Extracted data entries:
-------
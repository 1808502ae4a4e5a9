//! Service layer for owner-scoped task mutation and the suggestion lifecycle.
//!
//! Every operation resolves the task by `(id, owner)` first; a missing match
//! yields [`TaskLifecycleError::NotFound`] and performs no mutation.
//! Successful mutations persist immediately and return the task's full
//! current state.

use crate::auth::domain::UserId;
use crate::task::{
    domain::{Priority, Task, TaskDomainError, TaskId, TaskTitle},
    ports::{
        SuggestionEngine, SuggestionError, SuggestionRequest, TaskRepository, TaskRepositoryError,
    },
};
use mockable::Clock;
use std::sync::Arc;
use thiserror::Error;

/// Placeholder handed to the suggestion engine when a task has no
/// description.
pub const EMPTY_DESCRIPTION_PLACEHOLDER: &str = "Complete this task.";

/// Request payload for creating a task.
#[derive(Debug, Clone, PartialEq, Eq)]
pub struct CreateTaskRequest {
    title: String,
    description: Option<String>,
    priority: Option<Priority>,
}

impl CreateTaskRequest {
    /// Creates a request with the required title.
    #[must_use]
    pub fn new(title: impl Into<String>) -> Self {
        Self {
            title: title.into(),
            description: None,
            priority: None,
        }
    }

    /// Sets the initial description.
    #[must_use]
    pub fn with_description(mut self, description: impl Into<String>) -> Self {
        self.description = Some(description.into());
        self
    }

    /// Sets the initial priority.
    #[must_use]
    pub const fn with_priority(mut self, priority: Priority) -> Self {
        self.priority = Some(priority);
        self
    }
}

/// Request payload for editing task fields.
///
/// Only supplied fields are overwritten; the suggestion state is never
/// touched.
#[derive(Debug, Clone, Default, PartialEq, Eq)]
pub struct UpdateTaskRequest {
    title: Option<String>,
    description: Option<String>,
}

impl UpdateTaskRequest {
    /// Creates an empty edit request.
    #[must_use]
    pub const fn new() -> Self {
        Self {
            title: None,
            description: None,
        }
    }

    /// Overwrites the title.
    #[must_use]
    pub fn with_title(mut self, title: impl Into<String>) -> Self {
        self.title = Some(title.into());
        self
    }

    /// Overwrites the description.
    #[must_use]
    pub fn with_description(mut self, description: impl Into<String>) -> Self {
        self.description = Some(description.into());
        self
    }
}

/// Service-level errors for task lifecycle operations.
#[derive(Debug, Error)]
pub enum TaskLifecycleError {
    /// No task matched the `(id, owner)` pair.
    #[error("task not found")]
    NotFound,

    /// Domain validation or transition failed.
    #[error(transparent)]
    Domain(#[from] TaskDomainError),

    /// The suggestion engine failed.
    #[error(transparent)]
    Suggestion(#[from] SuggestionError),

    /// Repository operation failed.
    #[error(transparent)]
    Repository(TaskRepositoryError),
}

impl From<TaskRepositoryError> for TaskLifecycleError {
    fn from(err: TaskRepositoryError) -> Self {
        match err {
            TaskRepositoryError::NotFound(_) => Self::NotFound,
            other => Self::Repository(other),
        }
    }
}

/// Result type for task lifecycle service operations.
pub type TaskLifecycleResult<T> = Result<T, TaskLifecycleError>;

/// Task lifecycle orchestration service.
#[derive(Clone)]
pub struct TaskLifecycleService {
    repository: Arc<dyn TaskRepository>,
    engine: Arc<dyn SuggestionEngine>,
    clock: Arc<dyn Clock + Send + Sync>,
}

impl TaskLifecycleService {
    /// Creates a new task lifecycle service.
    #[must_use]
    pub fn new(
        repository: Arc<dyn TaskRepository>,
        engine: Arc<dyn SuggestionEngine>,
        clock: Arc<dyn Clock + Send + Sync>,
    ) -> Self {
        Self {
            repository,
            engine,
            clock,
        }
    }

    /// Creates a new task for the owner.
    ///
    /// # Errors
    ///
    /// Returns [`TaskLifecycleError::Domain`] when the title is empty and
    /// [`TaskLifecycleError::Repository`] when persistence fails.
    pub async fn create(
        &self,
        owner: UserId,
        request: CreateTaskRequest,
    ) -> TaskLifecycleResult<Task> {
        let title = TaskTitle::new(request.title)?;
        let task = Task::new(
            owner,
            title,
            request.description.unwrap_or_default(),
            request.priority.unwrap_or_default(),
            self.clock.as_ref(),
        );
        self.repository.insert(&task).await?;
        Ok(task)
    }

    /// Returns all tasks owned by the caller, oldest first.
    ///
    /// # Errors
    ///
    /// Returns [`TaskLifecycleError::Repository`] when the lookup fails.
    pub async fn list(&self, owner: UserId) -> TaskLifecycleResult<Vec<Task>> {
        Ok(self.repository.list_by_owner(owner).await?)
    }

    /// Overwrites the supplied title/description fields.
    ///
    /// # Errors
    ///
    /// Returns [`TaskLifecycleError::NotFound`] when the task does not exist
    /// for the owner and [`TaskLifecycleError::Domain`] when the new title
    /// is empty.
    pub async fn update_fields(
        &self,
        owner: UserId,
        id: TaskId,
        request: UpdateTaskRequest,
    ) -> TaskLifecycleResult<Task> {
        let mut task = self.load(owner, id).await?;
        let title = request.title.map(TaskTitle::new).transpose()?;
        task.edit(title, request.description, self.clock.as_ref());
        self.repository.update(&task).await?;
        Ok(task)
    }

    /// Sets the completion flag. Idempotent.
    ///
    /// # Errors
    ///
    /// Returns [`TaskLifecycleError::NotFound`] when the task does not exist
    /// for the owner.
    pub async fn set_completed(
        &self,
        owner: UserId,
        id: TaskId,
        completed: bool,
    ) -> TaskLifecycleResult<Task> {
        let mut task = self.load(owner, id).await?;
        task.set_completed(completed, self.clock.as_ref());
        self.repository.update(&task).await?;
        Ok(task)
    }

    /// Permanently removes a task.
    ///
    /// # Errors
    ///
    /// Returns [`TaskLifecycleError::NotFound`] when the task does not exist
    /// for the owner.
    pub async fn delete(&self, owner: UserId, id: TaskId) -> TaskLifecycleResult<()> {
        Ok(self.repository.delete(owner, id).await?)
    }

    /// Requests a fresh suggestion from the engine and attaches it.
    ///
    /// Allowed whether or not a suggestion is already pending; re-requesting
    /// replaces the prior suggestion and retakes the description snapshot
    /// from the task's current state. The engine call is awaited without
    /// holding any lock on the task record, and any engine failure leaves
    /// the persisted task untouched.
    ///
    /// # Errors
    ///
    /// Returns [`TaskLifecycleError::NotFound`] when the task does not exist
    /// for the owner, and [`TaskLifecycleError::Suggestion`] when the engine
    /// fails; rate limiting is preserved so callers can ask users to retry
    /// later.
    pub async fn request_suggestion(
        &self,
        owner: UserId,
        id: TaskId,
    ) -> TaskLifecycleResult<Task> {
        let mut task = self.load(owner, id).await?;

        let description = if task.description().trim().is_empty() {
            EMPTY_DESCRIPTION_PLACEHOLDER.to_owned()
        } else {
            task.description().trim().to_owned()
        };
        let request = SuggestionRequest {
            title: task.title().as_str().to_owned(),
            description,
            priority: task.priority(),
        };

        let advice = self.engine.improve(&request).await?;
        task.attach_suggestion(advice, None, self.clock.as_ref());
        self.repository.update(&task).await?;
        Ok(task)
    }

    /// Applies the pending suggestion and clears it.
    ///
    /// # Errors
    ///
    /// Returns [`TaskLifecycleError::NotFound`] when the task does not exist
    /// for the owner and [`TaskLifecycleError::Domain`] with
    /// [`TaskDomainError::NoPendingSuggestion`] when the task is clean.
    pub async fn accept_suggestion(&self, owner: UserId, id: TaskId) -> TaskLifecycleResult<Task> {
        let mut task = self.load(owner, id).await?;
        task.accept_suggestion(self.clock.as_ref())?;
        self.repository.update(&task).await?;
        Ok(task)
    }

    /// Discards the pending suggestion, restoring the snapshots.
    ///
    /// # Errors
    ///
    /// Returns [`TaskLifecycleError::NotFound`] when the task does not exist
    /// for the owner and [`TaskLifecycleError::Domain`] with
    /// [`TaskDomainError::NoPendingSuggestion`] when the task is clean.
    pub async fn reject_suggestion(&self, owner: UserId, id: TaskId) -> TaskLifecycleResult<Task> {
        let mut task = self.load(owner, id).await?;
        task.reject_suggestion(self.clock.as_ref())?;
        self.repository.update(&task).await?;
        Ok(task)
    }

    async fn load(&self, owner: UserId, id: TaskId) -> TaskLifecycleResult<Task> {
        self.repository
            .find(owner, id)
            .await?
            .ok_or(TaskLifecycleError::NotFound)
    }
}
-------
Each line above that holds the string "TaskDomainError" should be copied and shown.

    domain::{Priority, Task, TaskDomainError, TaskId, TaskTitle},
    Domain(#[from] TaskDomainError),
    /// [`TaskDomainError::NoPendingSuggestion`] when the task is clean.
    /// [`TaskDomainError::NoPendingSuggestion`] when the task is clean.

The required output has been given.